Items listed in a dataset:
------------------------------------------------
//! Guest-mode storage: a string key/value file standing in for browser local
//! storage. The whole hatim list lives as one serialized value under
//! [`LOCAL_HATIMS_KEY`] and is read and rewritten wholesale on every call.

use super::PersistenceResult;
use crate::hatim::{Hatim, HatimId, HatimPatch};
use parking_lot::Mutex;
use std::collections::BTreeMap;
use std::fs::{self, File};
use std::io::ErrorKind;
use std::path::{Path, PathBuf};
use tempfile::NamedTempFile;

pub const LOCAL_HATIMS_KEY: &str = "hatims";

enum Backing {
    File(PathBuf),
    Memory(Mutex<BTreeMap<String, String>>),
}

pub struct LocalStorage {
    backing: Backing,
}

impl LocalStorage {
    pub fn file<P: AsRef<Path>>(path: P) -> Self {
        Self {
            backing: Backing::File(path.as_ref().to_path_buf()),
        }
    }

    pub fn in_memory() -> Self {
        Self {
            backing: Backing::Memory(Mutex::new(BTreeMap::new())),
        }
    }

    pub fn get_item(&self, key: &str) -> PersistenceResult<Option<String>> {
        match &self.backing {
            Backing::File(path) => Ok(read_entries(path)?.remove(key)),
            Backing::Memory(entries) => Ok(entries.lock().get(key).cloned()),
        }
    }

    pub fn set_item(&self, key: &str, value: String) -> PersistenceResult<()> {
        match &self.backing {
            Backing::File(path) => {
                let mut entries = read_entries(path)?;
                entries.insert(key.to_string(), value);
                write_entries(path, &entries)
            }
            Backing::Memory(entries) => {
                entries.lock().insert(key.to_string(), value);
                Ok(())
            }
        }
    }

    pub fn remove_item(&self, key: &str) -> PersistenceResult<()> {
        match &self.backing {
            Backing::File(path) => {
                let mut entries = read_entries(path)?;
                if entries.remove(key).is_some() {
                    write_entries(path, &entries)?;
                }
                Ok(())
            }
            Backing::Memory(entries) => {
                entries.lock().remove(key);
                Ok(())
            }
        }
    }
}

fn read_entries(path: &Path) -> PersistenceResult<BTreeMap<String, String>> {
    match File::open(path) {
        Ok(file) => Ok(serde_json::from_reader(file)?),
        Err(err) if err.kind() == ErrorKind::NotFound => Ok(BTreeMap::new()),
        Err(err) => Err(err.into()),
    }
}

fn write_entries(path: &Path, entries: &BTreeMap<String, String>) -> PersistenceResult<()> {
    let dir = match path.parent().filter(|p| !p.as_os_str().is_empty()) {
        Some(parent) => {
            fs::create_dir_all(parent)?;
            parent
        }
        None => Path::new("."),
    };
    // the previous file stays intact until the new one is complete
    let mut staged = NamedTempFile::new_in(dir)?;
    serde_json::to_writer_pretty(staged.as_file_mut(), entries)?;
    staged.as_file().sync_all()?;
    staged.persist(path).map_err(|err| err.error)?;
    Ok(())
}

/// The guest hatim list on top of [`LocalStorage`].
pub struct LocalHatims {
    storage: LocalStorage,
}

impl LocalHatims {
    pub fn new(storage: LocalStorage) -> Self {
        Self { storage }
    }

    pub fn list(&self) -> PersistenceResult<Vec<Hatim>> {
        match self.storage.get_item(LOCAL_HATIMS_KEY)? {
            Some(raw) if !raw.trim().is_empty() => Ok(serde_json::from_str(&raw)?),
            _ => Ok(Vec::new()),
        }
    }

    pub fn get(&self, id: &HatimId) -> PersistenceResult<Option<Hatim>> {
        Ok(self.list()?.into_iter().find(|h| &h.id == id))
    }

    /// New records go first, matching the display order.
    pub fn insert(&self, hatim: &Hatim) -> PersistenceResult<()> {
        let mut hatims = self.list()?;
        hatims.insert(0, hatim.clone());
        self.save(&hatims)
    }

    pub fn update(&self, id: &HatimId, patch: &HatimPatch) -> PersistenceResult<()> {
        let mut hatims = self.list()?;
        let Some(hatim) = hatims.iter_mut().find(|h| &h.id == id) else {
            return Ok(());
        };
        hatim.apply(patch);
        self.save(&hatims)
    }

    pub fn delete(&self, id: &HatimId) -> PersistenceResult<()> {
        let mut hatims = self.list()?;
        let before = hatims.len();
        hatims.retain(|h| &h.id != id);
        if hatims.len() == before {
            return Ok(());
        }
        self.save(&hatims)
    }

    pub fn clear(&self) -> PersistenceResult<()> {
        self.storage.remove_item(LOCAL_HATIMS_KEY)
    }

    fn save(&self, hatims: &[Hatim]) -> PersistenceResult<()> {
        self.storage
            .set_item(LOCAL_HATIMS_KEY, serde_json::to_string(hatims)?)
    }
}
------------------------------------------------
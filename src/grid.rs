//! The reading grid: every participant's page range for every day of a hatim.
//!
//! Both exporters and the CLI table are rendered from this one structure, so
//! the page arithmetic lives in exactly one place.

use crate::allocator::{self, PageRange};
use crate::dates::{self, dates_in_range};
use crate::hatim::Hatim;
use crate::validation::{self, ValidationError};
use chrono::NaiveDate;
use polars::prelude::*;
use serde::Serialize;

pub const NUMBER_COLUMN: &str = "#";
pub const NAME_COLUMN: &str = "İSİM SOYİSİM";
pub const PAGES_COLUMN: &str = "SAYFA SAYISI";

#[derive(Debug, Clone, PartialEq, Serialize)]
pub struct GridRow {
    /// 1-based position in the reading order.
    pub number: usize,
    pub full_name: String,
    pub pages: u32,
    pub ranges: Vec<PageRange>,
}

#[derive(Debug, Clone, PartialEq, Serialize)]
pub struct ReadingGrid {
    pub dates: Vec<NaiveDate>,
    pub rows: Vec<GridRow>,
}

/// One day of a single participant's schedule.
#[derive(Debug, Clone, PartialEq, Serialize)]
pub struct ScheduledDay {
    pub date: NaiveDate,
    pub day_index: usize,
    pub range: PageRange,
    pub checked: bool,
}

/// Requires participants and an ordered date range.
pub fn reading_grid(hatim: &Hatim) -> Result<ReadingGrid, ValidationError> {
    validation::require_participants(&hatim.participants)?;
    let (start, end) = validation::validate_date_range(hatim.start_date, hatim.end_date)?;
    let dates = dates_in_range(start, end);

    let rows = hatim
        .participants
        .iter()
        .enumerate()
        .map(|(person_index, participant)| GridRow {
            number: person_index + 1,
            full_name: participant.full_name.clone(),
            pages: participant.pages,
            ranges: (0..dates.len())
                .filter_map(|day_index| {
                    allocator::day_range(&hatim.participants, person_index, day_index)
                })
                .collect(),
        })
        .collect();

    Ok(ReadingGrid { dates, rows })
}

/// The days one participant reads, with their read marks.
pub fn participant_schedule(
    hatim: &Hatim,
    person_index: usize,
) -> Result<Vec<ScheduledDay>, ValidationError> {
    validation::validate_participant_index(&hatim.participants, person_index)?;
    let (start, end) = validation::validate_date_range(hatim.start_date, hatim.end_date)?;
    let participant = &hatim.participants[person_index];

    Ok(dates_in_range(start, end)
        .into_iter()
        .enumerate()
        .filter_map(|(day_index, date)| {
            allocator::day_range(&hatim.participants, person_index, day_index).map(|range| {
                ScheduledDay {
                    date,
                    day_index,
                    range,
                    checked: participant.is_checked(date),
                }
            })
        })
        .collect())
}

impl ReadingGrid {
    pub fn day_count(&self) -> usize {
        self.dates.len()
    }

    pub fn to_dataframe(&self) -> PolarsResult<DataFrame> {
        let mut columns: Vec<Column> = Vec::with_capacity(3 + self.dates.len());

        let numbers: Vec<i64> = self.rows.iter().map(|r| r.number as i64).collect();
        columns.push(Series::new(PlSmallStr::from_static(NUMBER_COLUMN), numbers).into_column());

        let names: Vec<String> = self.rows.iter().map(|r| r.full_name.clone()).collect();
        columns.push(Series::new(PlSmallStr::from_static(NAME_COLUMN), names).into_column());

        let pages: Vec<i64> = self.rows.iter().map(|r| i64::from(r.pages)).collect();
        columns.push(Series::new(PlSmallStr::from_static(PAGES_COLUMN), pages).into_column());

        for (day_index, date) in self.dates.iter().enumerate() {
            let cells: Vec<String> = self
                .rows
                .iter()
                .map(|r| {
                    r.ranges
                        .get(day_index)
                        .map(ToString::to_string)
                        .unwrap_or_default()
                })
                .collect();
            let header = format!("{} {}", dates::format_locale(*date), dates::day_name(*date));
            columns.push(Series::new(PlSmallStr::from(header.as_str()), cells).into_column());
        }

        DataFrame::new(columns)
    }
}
------------------------------------------------
Task item: Copy each line of the entries that includes the word "ScheduledDay".

Task answer:
pub struct ScheduledDay {
) -> Result<Vec<ScheduledDay>, ValidationError> {
                ScheduledDay {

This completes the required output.